Task objective: Look through the data below for the line with "let status_code = tags", and transcribe it exactly together with each line after it up to and including the line with "String>, instance_id: &str)". Give nothing else.

Data for this exercise:
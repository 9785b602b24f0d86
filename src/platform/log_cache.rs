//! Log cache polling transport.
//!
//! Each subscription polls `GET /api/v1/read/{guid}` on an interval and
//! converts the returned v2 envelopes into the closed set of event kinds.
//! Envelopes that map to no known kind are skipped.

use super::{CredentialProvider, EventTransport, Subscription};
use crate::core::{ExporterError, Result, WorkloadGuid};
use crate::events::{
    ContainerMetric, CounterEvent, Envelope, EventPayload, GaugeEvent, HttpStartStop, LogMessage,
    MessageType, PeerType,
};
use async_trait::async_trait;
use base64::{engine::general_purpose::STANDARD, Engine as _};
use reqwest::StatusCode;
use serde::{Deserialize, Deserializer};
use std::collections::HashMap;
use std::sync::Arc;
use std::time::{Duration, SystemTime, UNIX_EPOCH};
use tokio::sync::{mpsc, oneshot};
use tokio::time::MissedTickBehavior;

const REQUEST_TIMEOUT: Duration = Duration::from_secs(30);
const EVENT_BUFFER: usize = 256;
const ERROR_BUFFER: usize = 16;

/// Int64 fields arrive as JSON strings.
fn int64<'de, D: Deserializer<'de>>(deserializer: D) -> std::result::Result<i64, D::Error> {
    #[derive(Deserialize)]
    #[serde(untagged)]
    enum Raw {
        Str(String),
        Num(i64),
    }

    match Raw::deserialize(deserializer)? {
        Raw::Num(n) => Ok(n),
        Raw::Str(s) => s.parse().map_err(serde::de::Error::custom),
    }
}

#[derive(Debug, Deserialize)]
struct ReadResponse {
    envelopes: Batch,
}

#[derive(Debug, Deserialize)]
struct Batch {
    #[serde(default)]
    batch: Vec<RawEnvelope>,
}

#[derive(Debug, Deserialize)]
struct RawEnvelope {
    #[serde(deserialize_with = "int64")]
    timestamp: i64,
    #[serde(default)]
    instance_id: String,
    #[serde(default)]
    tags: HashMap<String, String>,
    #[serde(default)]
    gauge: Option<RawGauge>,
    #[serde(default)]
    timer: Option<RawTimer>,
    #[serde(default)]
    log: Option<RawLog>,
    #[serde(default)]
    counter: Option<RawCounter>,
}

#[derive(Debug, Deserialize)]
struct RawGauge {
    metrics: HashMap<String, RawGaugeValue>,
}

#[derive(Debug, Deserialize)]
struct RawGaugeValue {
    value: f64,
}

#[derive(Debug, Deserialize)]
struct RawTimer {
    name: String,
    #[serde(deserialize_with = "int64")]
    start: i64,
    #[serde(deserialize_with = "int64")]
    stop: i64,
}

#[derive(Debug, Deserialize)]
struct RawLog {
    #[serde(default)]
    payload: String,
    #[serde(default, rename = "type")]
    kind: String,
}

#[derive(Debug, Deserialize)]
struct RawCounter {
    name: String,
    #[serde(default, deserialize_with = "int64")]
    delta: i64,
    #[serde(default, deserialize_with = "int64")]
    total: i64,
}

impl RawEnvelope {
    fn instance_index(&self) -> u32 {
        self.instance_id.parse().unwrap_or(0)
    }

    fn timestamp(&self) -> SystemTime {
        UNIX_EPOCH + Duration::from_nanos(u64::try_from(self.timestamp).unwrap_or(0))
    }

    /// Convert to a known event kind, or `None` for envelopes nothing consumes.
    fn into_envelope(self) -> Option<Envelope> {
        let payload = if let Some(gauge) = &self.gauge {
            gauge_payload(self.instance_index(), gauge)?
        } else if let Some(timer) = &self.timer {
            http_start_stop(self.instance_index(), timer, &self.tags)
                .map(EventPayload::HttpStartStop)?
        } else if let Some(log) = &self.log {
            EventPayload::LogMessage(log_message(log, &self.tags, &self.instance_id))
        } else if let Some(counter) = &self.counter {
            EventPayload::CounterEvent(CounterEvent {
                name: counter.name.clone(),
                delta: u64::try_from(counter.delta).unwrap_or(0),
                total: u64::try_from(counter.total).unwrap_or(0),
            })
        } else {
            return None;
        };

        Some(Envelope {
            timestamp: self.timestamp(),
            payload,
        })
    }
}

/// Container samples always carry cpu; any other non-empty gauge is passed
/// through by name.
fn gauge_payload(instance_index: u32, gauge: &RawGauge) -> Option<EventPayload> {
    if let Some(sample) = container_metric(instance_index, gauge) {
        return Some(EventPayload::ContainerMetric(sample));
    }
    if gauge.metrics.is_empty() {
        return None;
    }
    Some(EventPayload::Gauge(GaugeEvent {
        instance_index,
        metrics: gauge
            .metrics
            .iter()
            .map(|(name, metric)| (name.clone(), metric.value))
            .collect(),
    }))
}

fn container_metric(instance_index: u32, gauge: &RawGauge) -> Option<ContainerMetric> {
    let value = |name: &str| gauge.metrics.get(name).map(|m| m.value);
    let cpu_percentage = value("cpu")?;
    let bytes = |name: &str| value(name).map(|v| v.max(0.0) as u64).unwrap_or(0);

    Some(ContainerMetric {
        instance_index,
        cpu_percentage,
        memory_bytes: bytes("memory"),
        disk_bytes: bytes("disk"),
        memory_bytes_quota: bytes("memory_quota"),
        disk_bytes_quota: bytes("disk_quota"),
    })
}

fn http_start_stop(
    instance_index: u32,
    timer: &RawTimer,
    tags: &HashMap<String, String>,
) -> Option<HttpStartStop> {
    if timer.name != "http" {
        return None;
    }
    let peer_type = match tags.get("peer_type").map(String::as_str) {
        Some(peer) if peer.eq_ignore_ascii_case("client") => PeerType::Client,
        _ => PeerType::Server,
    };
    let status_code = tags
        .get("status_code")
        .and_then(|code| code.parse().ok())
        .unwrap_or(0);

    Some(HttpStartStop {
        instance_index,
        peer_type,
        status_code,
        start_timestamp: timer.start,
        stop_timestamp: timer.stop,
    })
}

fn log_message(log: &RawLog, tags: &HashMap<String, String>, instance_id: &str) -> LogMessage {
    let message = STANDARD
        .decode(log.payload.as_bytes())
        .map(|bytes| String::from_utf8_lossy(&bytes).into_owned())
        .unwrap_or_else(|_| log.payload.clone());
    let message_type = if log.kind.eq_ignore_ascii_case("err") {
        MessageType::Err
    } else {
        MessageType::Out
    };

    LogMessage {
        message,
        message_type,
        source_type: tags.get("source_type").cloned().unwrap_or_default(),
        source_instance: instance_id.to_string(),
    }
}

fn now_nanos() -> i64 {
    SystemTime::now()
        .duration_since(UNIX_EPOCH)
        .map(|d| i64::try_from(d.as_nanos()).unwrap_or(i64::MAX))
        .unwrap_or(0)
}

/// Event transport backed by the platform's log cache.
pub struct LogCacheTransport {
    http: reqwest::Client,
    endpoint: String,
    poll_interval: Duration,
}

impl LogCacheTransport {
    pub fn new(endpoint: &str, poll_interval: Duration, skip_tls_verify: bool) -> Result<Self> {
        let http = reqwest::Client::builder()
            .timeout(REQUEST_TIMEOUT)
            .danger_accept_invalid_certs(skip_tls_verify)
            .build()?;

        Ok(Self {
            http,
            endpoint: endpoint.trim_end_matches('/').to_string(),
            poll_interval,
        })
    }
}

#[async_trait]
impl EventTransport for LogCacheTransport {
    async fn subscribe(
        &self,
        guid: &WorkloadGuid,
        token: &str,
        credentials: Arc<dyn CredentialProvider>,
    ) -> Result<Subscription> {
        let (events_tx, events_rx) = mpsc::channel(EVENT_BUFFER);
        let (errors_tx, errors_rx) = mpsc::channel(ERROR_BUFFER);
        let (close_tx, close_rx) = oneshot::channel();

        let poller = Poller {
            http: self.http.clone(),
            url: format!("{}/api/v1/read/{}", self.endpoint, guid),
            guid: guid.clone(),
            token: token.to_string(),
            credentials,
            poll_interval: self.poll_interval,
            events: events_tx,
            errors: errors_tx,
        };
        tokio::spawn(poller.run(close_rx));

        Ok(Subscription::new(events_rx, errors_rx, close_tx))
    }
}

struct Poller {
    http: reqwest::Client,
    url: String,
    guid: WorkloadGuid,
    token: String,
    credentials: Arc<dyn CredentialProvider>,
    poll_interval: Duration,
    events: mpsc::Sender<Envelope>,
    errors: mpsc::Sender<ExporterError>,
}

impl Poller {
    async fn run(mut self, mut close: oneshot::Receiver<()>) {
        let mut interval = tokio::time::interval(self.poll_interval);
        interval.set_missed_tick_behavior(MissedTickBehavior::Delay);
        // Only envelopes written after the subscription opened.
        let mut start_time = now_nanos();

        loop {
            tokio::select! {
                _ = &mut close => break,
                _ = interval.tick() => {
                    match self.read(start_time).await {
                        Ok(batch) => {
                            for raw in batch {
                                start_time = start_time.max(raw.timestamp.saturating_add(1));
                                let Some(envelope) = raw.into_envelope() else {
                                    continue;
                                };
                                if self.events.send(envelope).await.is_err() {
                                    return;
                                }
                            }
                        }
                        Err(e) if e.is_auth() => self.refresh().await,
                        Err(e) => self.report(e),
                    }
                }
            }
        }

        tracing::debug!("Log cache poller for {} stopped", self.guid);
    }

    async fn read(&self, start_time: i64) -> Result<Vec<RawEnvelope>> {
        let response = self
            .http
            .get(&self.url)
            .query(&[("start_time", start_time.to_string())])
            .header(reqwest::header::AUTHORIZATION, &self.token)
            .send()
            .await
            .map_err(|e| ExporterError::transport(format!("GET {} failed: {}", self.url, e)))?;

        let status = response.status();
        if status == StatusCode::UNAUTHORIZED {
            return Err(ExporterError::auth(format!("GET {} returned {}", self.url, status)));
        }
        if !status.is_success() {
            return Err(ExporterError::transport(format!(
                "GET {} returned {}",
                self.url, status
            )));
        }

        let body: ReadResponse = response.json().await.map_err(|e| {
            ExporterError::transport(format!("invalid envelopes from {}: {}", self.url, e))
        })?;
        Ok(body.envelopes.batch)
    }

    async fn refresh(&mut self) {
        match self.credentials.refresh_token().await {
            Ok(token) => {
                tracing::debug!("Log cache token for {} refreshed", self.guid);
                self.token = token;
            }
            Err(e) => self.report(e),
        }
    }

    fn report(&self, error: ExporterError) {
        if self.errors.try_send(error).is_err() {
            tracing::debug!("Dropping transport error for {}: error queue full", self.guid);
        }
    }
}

Written answer:
    let status_code = tags
        .get("status_code")
        .and_then(|code| code.parse().ok())
        .unwrap_or(0);

    Some(HttpStartStop {
        instance_index,
        peer_type,
        status_code,
        start_timestamp: timer.start,
        stop_timestamp: timer.stop,
    })
}

fn log_message(log: &RawLog, tags: &HashMap<String, String>, instance_id: &str) -> LogMessage {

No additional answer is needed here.